Netflix’s “You” is back for more obsession, deception and bad-boyfriend violence — one-stop shopping for all your triggering needs. Or perhaps it premiered on the day after Christmas to act as an antidote to all that holiday Hallmarky-malarkey that viewers have gorged on for the past month or two. It’s a cleanse, only with poison.

The new season is a lukewarm extension of the first — redundant and not as engrossing as it used to be. Penn Badgley returns as Joe, the stalker-murderer bookstore manager with sad eyes and a ceaselessly cynical interior monologue. Is he adorable or creepy? Is he handsome or heinous? Are his impulses merely a reflection of the cruelty of those around him? Is he the man of your dreams or the guy who uses a meat-grinder to get rid of his latest victim?

Can he be all of these? That’s how “You” wants it.

Faced with an inconvenient body count in Season 1 that included his unlucky girlfriend Guinevere Beck (Elizabeth Lail), and startled by the sudden reappearance of his shoulda-been-dead ex-girlfriend Candace (Ambyr Childers), Joe has fled New York to hide in the most unsavory place he can think of: Los Angeles.

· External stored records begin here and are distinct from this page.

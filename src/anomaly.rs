use std::collections::HashMap;

use serde::Serialize;

use crate::amount::format_amount_cents;
use crate::model::{Anomaly, ParsedBill, Severity};

const UNCATEGORIZED: &str = "未分类";

#[derive(Debug, Clone, Serialize)]
pub struct CategoryStats {
    pub category: String,
    pub count: usize,
    pub total_cents: i64,
    pub max_cents: i64,
}

impl CategoryStats {
    pub fn average_cents(&self) -> f64 {
        if self.count == 0 {
            0.0
        } else {
            self.total_cents as f64 / self.count as f64
        }
    }
}

#[derive(Debug, Clone, Copy)]
pub struct OutlierConfig {
    pub min_sample_size: usize,
    pub max_ratio: f64,
}

impl Default for OutlierConfig {
    fn default() -> Self {
        Self {
            min_sample_size: 3,
            max_ratio: 1.5,
        }
    }
}

/// Two historical outlier conventions, kept as named policies instead of
/// silently merged: `HighOnly` flags only the max-ratio breach, while
/// `HighAndMedium` adds a medium tier above twice the category average.
#[derive(Debug, Clone, Copy, PartialEq, Eq)]
pub enum OutlierPolicy {
    HighOnly,
    HighAndMedium,
}

fn category_label(bill: &ParsedBill) -> String {
    bill.category
        .clone()
        .unwrap_or_else(|| UNCATEGORIZED.to_string())
}

/// Groups bills by category and aggregates magnitude statistics.
pub fn category_stats(bills: &[ParsedBill]) -> HashMap<String, CategoryStats> {
    let mut stats: HashMap<String, CategoryStats> = HashMap::new();
    for bill in bills {
        let label = category_label(bill);
        let magnitude = bill.amount_cents.abs();
        let entry = stats.entry(label.clone()).or_insert_with(|| CategoryStats {
            category: label,
            count: 0,
            total_cents: 0,
            max_cents: 0,
        });
        entry.count += 1;
        entry.total_cents += magnitude;
        entry.max_cents = entry.max_cents.max(magnitude);
    }
    stats
}

/// Flags bills whose magnitude is unusual within their category. Categories
/// with fewer samples than `min_sample_size` are skipped entirely.
pub fn detect_outliers(
    bills: &[ParsedBill],
    stats: &HashMap<String, CategoryStats>,
    policy: OutlierPolicy,
    config: &OutlierConfig,
) -> Vec<Anomaly> {
    let mut anomalies = Vec::new();
    for bill in bills {
        let label = category_label(bill);
        let Some(stat) = stats.get(&label) else {
            continue;
        };
        if stat.count < config.min_sample_size {
            continue;
        }
        let magnitude = bill.amount_cents.abs();
        if magnitude as f64 > stat.max_cents as f64 * config.max_ratio {
            anomalies.push(Anomaly {
                key: bill.id.clone(),
                reason: format!(
                    "{label} 类别出现异常大额交易 {}，超过历史最大值 {} 的 {:.1} 倍",
                    format_amount_cents(magnitude),
                    format_amount_cents(stat.max_cents),
                    config.max_ratio
                ),
                severity: Severity::High,
            });
        } else if policy == OutlierPolicy::HighAndMedium
            && magnitude as f64 > stat.average_cents() * 2.0
        {
            anomalies.push(Anomaly {
                key: bill.id.clone(),
                reason: format!(
                    "{label} 类别交易 {} 超过平均值的 2 倍",
                    format_amount_cents(magnitude)
                ),
                severity: Severity::Medium,
            });
        }
    }
    anomalies
}

/// Compares per-category spend against configured budget limits (both in
/// cents). Advisory only.
pub fn detect_budget_overruns(
    spent: &HashMap<String, i64>,
    budgets: &HashMap<String, i64>,
) -> Vec<Anomaly> {
    let mut anomalies = Vec::new();
    for (category, spent_cents) in spent {
        let Some(budget_cents) = budgets.get(category) else {
            continue;
        };
        if spent_cents > budget_cents {
            anomalies.push(Anomaly {
                key: category.clone(),
                reason: format!(
                    "{category} 类别支出 {} 已超出预算 {}，超支 {}",
                    format_amount_cents(*spent_cents),
                    format_amount_cents(*budget_cents),
                    format_amount_cents(spent_cents - budget_cents)
                ),
                severity: Severity::Medium,
            });
        }
    }
    anomalies.sort_by(|a, b| a.key.cmp(&b.key));
    anomalies
}

#[cfg(test)]
mod tests {
    use super::*;
    use crate::model::{bill_id, BillSource};
    use chrono::NaiveDate;
    use serde_json::Map;

    fn bill(desc: &str, amount_cents: i64, category: &str) -> ParsedBill {
        let time = NaiveDate::from_ymd_opt(2024, 5, 1)
            .unwrap()
            .and_hms_opt(12, 0, 0)
            .unwrap();
        ParsedBill {
            id: bill_id(BillSource::Csv, "t.csv", 1, &time, amount_cents, desc),
            amount_cents,
            description: desc.to_string(),
            transaction_time: time,
            original_data: Map::new(),
            source: BillSource::Csv,
            category: Some(category.to_string()),
            payment_method: None,
        }
    }

    #[test]
    fn small_categories_are_trusted() {
        let bills = vec![bill("a", -1000, "餐饮"), bill("b", -90000, "餐饮")];
        let stats = category_stats(&bills);
        let anomalies = detect_outliers(
            &bills,
            &stats,
            OutlierPolicy::HighAndMedium,
            &OutlierConfig::default(),
        );
        assert!(anomalies.is_empty());
    }

    #[test]
    fn medium_tier_only_under_the_wider_policy() {
        // Average ≈23.33 yuan, max 50 yuan. The 50-yuan bill exceeds twice
        // the average but not max*1.5.
        let bills = vec![
            bill("a", -1000, "餐饮"),
            bill("b", -1000, "餐饮"),
            bill("c", -5000, "餐饮"),
        ];
        let stats = category_stats(&bills);

        let high_only = detect_outliers(
            &bills,
            &stats,
            OutlierPolicy::HighOnly,
            &OutlierConfig::default(),
        );
        assert!(high_only.is_empty());

        let both = detect_outliers(
            &bills,
            &stats,
            OutlierPolicy::HighAndMedium,
            &OutlierConfig::default(),
        );
        assert_eq!(both.len(), 1);
        assert_eq!(both[0].severity, Severity::Medium);
    }

    #[test]
    fn max_ratio_breach_is_high_against_historical_stats() {
        let history = vec![
            bill("a", -2000, "餐饮"),
            bill("b", -3000, "餐饮"),
            bill("c", -4000, "餐饮"),
        ];
        let stats = category_stats(&history);
        let incoming = vec![bill("d", -9000, "餐饮")];
        let anomalies = detect_outliers(
            &incoming,
            &stats,
            OutlierPolicy::HighOnly,
            &OutlierConfig::default(),
        );
        assert_eq!(anomalies.len(), 1);
        assert_eq!(anomalies[0].severity, Severity::High);
        assert_eq!(anomalies[0].key, incoming[0].id);
    }

    #[test]
    fn budget_overruns_name_the_overage() {
        let spent = HashMap::from([
            ("餐饮".to_string(), 150_000),
            ("购物".to_string(), 200_000),
        ]);
        let budgets = HashMap::from([
            ("餐饮".to_string(), 100_000),
            ("购物".to_string(), 150_000),
        ]);
        let anomalies = detect_budget_overruns(&spent, &budgets);
        assert_eq!(anomalies.len(), 2);
        assert!(anomalies.iter().all(|a| a.severity == Severity::Medium));
        let dining = anomalies.iter().find(|a| a.key == "餐饮").unwrap();
        assert!(dining.reason.contains("500.00"));
    }

    #[test]
    fn under_budget_is_quiet() {
        let spent = HashMap::from([("餐饮".to_string(), 80_000)]);
        let budgets = HashMap::from([("餐饮".to_string(), 100_000)]);
        assert!(detect_budget_overruns(&spent, &budgets).is_empty());
    }
}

There, amid the fakers, Instagram influencers and an unsettling Chris D’Elia cameo, Joe’s voice-overs bring us up to date on his new life and identity as Will Bettelheim. In short order, Will accumulates many of the trappings he had as Joe: a bachelor apartment that comes with a smart, meddling teenage girl (Jenna Ortega) who lives downstairs; a job managing the books section of a high-end natural food emporium.

And although he has sworn off love (“Love, this is why you’re not for me,” he reminds himself), Will immediately grows infatuated with a co-worker (Victoria Pedretti), whose name, in fact, is Love.

Her name is Love? Yes. It’s part of “You’s” campier nature to be a little too on-the-nose, including its metric ton of obvious references to L.A.’s foodie scene, landmarks and the works of Joan Didion.

Although Joe/Will tries to narrate his growing attraction to Love as a cute coincidence — a second chance at redemptive romance — viewers will already be one step ahead of him. (If not, be warned there are some teensy-weensy spoilers ahead.) The relationship, we are not surprised to discover, has been reverse-engineered by Joe/Will’s sick compulsion. He’s even rented an extra-large storage unit to install another one of his nifty, thick-plexiglass prison cells, just like he had back in New York, to house those who impede his happiness.

As with dopey Guinevere (Lail makes a few obligatory appearances as her ghost), dopey Love is too self-centered to notice that her sensitive, tousle-haired boyfriend is too good to be true. She has her own problems: a dead husband, a bevy of judgy friends (aka potential murder victims) and a codependent relationship with her petulant and emotionally needy twin brother (James Scully). All of which ought to be enough to encourage Joe/Will to find a less complicated woman to stalk.

About three episodes in, the viewers, too, should start asking themselves whether they’re getting as much out of this relationship as they’re putting in. While we do learn a little more about why Joe/Will is the way he is (lots of flashbacks to his unhappy childhood and big-time Mommy-abandonment issues), the tangential scrapes and schemes he experiences as the puppet master (including his do-good impulse to help catch a sexual predator) start to wear thin, almost comically so.

Badgely, who gave a fine and even complex performance in Season 1, is less inspired on this go-round, and his co-stars seem to have been told they’re starring in a satire of the original show. In fact, that may be the best, twistiest way to end “You” — with everyone laughing at the big prank they’ve cleverly pulled on Joe, or Will, or whatever he’s called.